Given how D's whole success stems from its community, I think an "open core" model (even with time-lapse) would be disastrous. It'd be like kicking everyone in the teeth after all the work they put in.
I don't know the views of the key contributors, but I wonder if they would have such a knee-jerk reaction against any paid/closed work. The current situation would seem much more of a kick in the teeth to me: spending time trying to be "professional," as Andrei asks, and producing a viable, stable product used by a million developers, corporate users included, but never receiving any compensation for this great tool you've poured effort into, that your users are presumably often making money with.

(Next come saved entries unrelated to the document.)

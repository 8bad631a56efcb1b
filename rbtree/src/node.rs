//! Node-level structural operations for RBTreeMap.
//!
//! This module contains the local restructuring primitives shared by the
//! insert and erase fixups: rotations, subtree transplanting, and the color
//! helpers that treat absent children as black leaves.

use crate::types::{Color, Comparator, NodeId, RBTreeMap, NULL_NODE};

impl<K, V, C: Comparator<K>> RBTreeMap<K, V, C> {
    // ============================================================================
    // COLOR AND LINK HELPERS
    // ============================================================================

    /// True if `id` refers to a red node. An absent node is a black leaf.
    #[inline]
    pub(crate) fn is_red(&self, id: NodeId) -> bool {
        id != NULL_NODE && self.node(id).color == Color::Red
    }

    /// True if `id` refers to a black node or no node at all.
    #[inline]
    pub(crate) fn is_black(&self, id: NodeId) -> bool {
        !self.is_red(id)
    }

    /// Recolor a node; no-op on the null ID.
    #[inline]
    pub(crate) fn set_color(&mut self, id: NodeId, color: Color) {
        if id != NULL_NODE {
            self.node_mut(id).color = color;
        }
    }

    /// Parent link of a live node.
    #[inline]
    pub(crate) fn parent_of(&self, id: NodeId) -> NodeId {
        self.node(id).parent
    }

    // ============================================================================
    // ROTATIONS
    // ============================================================================

    /// Rotate `x` with its right child, preserving the in-order key
    /// sequence. Requires `x` to have a right child.
    pub(crate) fn rotate_left(&mut self, x: NodeId) {
        let y = self.node(x).right;
        let y_left = self.node(y).left;

        self.node_mut(x).right = y_left;
        if y_left != NULL_NODE {
            self.node_mut(y_left).parent = x;
        }

        let x_parent = self.node(x).parent;
        self.node_mut(y).parent = x_parent;
        if x_parent == NULL_NODE {
            self.root = y;
        } else if x == self.node(x_parent).left {
            self.node_mut(x_parent).left = y;
        } else {
            self.node_mut(x_parent).right = y;
        }

        self.node_mut(y).left = x;
        self.node_mut(x).parent = y;
    }

    /// Mirror of [`rotate_left`](Self::rotate_left). Requires `x` to have a
    /// left child.
    pub(crate) fn rotate_right(&mut self, x: NodeId) {
        let y = self.node(x).left;
        let y_right = self.node(y).right;

        self.node_mut(x).left = y_right;
        if y_right != NULL_NODE {
            self.node_mut(y_right).parent = x;
        }

        let x_parent = self.node(x).parent;
        self.node_mut(y).parent = x_parent;
        if x_parent == NULL_NODE {
            self.root = y;
        } else if x == self.node(x_parent).right {
            self.node_mut(x_parent).right = y;
        } else {
            self.node_mut(x_parent).left = y;
        }

        self.node_mut(y).right = x;
        self.node_mut(x).parent = y;
    }

    // ============================================================================
    // TRANSPLANT
    // ============================================================================

    /// Replace the subtree rooted at `u` with the subtree rooted at `v` in
    /// `u`'s parent. `v` may be `NULL_NODE`. `u`'s own links are left for
    /// the caller to rewire or discard.
    pub(crate) fn transplant(&mut self, u: NodeId, v: NodeId) {
        let u_parent = self.node(u).parent;
        if u_parent == NULL_NODE {
            self.root = v;
        } else if u == self.node(u_parent).left {
            self.node_mut(u_parent).left = v;
        } else {
            self.node_mut(u_parent).right = v;
        }
        if v != NULL_NODE {
            self.node_mut(v).parent = u_parent;
        }
    }
}
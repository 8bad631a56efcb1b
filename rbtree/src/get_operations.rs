//! GET operations for RBTreeMap.
//!
//! This module contains all the read operations for the tree: the ordered
//! search walk, key lookup, checked access, counting, and the node accessors
//! used throughout the crate.

use std::ops::Index;

use crate::error::{KeyResult, RBTreeError};
use crate::iteration::Cursor;
use crate::types::{Comparator, Node, NodeId, RBTreeMap, NULL_NODE};

impl<K, V, C: Comparator<K>> RBTreeMap<K, V, C> {
    // ============================================================================
    // NODE ACCESSORS
    // ============================================================================

    /// Borrow a node by ID. Internal callers only pass IDs reachable from
    /// the tree, so a vacant slot here means the structure is corrupt.
    #[inline]
    pub(crate) fn node(&self, id: NodeId) -> &Node<K, V> {
        self.nodes.get(id).expect("tree link points at a vacant arena slot")
    }

    /// Mutable counterpart of [`node`](Self::node).
    #[inline]
    pub(crate) fn node_mut(&mut self, id: NodeId) -> &mut Node<K, V> {
        self.nodes
            .get_mut(id)
            .expect("tree link points at a vacant arena slot")
    }

    // ============================================================================
    // SEARCH WALK
    // ============================================================================

    /// Ordered search from the root: left when the key orders before the
    /// node, right when after, stop on equivalence. Returns `NULL_NODE` when
    /// no equivalent key exists.
    pub(crate) fn find_node(&self, key: &K) -> NodeId {
        let mut current = self.root;
        while current != NULL_NODE {
            let node = self.node(current);
            if self.comparator.less(key, &node.key) {
                current = node.left;
            } else if self.comparator.less(&node.key, key) {
                current = node.right;
            } else {
                return current;
            }
        }
        NULL_NODE
    }

    /// First node whose key does not order before `key`, or `NULL_NODE`.
    pub(crate) fn lower_bound_node(&self, key: &K) -> NodeId {
        let mut result = NULL_NODE;
        let mut current = self.root;
        while current != NULL_NODE {
            let node = self.node(current);
            if !self.comparator.less(&node.key, key) {
                result = current;
                current = node.left;
            } else {
                current = node.right;
            }
        }
        result
    }

    // ============================================================================
    // PUBLIC GET OPERATIONS
    // ============================================================================

    /// Get a reference to the value associated with a key.
    ///
    /// # Examples
    ///
    /// ```
    /// use rbtree::RBTreeMap;
    ///
    /// let mut map = RBTreeMap::new();
    /// map.insert(1, "one");
    /// assert_eq!(map.get(&1), Some(&"one"));
    /// assert_eq!(map.get(&2), None);
    /// ```
    pub fn get(&self, key: &K) -> Option<&V> {
        let id = self.find_node(key);
        self.nodes.get(id).map(|node| &node.value)
    }

    /// Get a mutable reference to the value associated with a key.
    pub fn get_mut(&mut self, key: &K) -> Option<&mut V> {
        let id = self.find_node(key);
        self.nodes.get_mut(id).map(|node| &mut node.value)
    }

    /// Check if an equivalent key exists in the map.
    pub fn contains_key(&self, key: &K) -> bool {
        self.find_node(key) != NULL_NODE
    }

    /// Checked access to the value for `key`.
    ///
    /// Unlike indexed access, this never inserts.
    ///
    /// # Errors
    ///
    /// Returns [`RBTreeError::KeyNotFound`] when no equivalent key exists.
    ///
    /// # Examples
    ///
    /// ```
    /// use rbtree::{RBTreeError, RBTreeMap};
    ///
    /// let mut map = RBTreeMap::new();
    /// map.insert(1, "one");
    /// assert_eq!(map.at(&1), Ok(&"one"));
    /// assert_eq!(map.at(&2), Err(RBTreeError::KeyNotFound));
    /// ```
    pub fn at(&self, key: &K) -> KeyResult<&V> {
        let id = self.find_node(key);
        match self.nodes.get(id) {
            Some(node) => Ok(&node.value),
            None => Err(RBTreeError::KeyNotFound),
        }
    }

    /// Checked mutable access to the value for `key`. Never inserts.
    ///
    /// # Errors
    ///
    /// Returns [`RBTreeError::KeyNotFound`] when no equivalent key exists.
    pub fn at_mut(&mut self, key: &K) -> KeyResult<&mut V> {
        let id = self.find_node(key);
        match self.nodes.get_mut(id) {
            Some(node) => Ok(&mut node.value),
            None => Err(RBTreeError::KeyNotFound),
        }
    }

    /// Number of entries with an equivalent key: 0 or 1, since the map
    /// never holds duplicates.
    pub fn count(&self, key: &K) -> usize {
        if self.find_node(key) != NULL_NODE {
            1
        } else {
            0
        }
    }

    /// Cursor to the entry with an equivalent key, or [`end`](Self::end)
    /// when absent.
    ///
    /// # Examples
    ///
    /// ```
    /// use rbtree::RBTreeMap;
    ///
    /// let mut map = RBTreeMap::new();
    /// map.insert(7, "seven");
    /// let cursor = map.find(&7);
    /// assert_eq!(map.key_at(cursor), Ok(&7));
    /// assert_eq!(map.find(&8), map.end());
    /// ```
    pub fn find(&self, key: &K) -> Cursor {
        self.cursor_to(self.find_node(key))
    }

    /// Cursor to the first entry whose key does not order before `key`,
    /// or [`end`](Self::end) when every key orders before it.
    pub fn lower_bound(&self, key: &K) -> Cursor {
        self.cursor_to(self.lower_bound_node(key))
    }
}

/// Read-only indexed access; behaves like [`RBTreeMap::at`] and never
/// inserts.
///
/// # Panics
///
/// Panics if the key is not present in the map.
impl<K, V, C: Comparator<K>> Index<&K> for RBTreeMap<K, V, C> {
    type Output = V;

    fn index(&self, key: &K) -> &V {
        self.get(key).expect("no entry found for key")
    }
}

I understand that such a shift from being mostly OSS to having some closed components can be tricky, but that depends on the particular community. I don't think any OSS project has ever become popular without having some sort of commercial model attached to it. C++ would be nowhere without commercial compilers; linux would be unheard of without IBM and Red Hat figuring out a consulting/support model around it; and Android would not have put the linux kernel on hundreds of millions of computing devices without the hybrid model that Google employed, where they provide an open source core, paid for through increased ad revenue from Android devices, and the hardware vendors provide closed hardware drivers and UI skins on top of the OSS core.

This talk prominently mentioned scaling to a million users and being professional: going commercial is the only way to get there.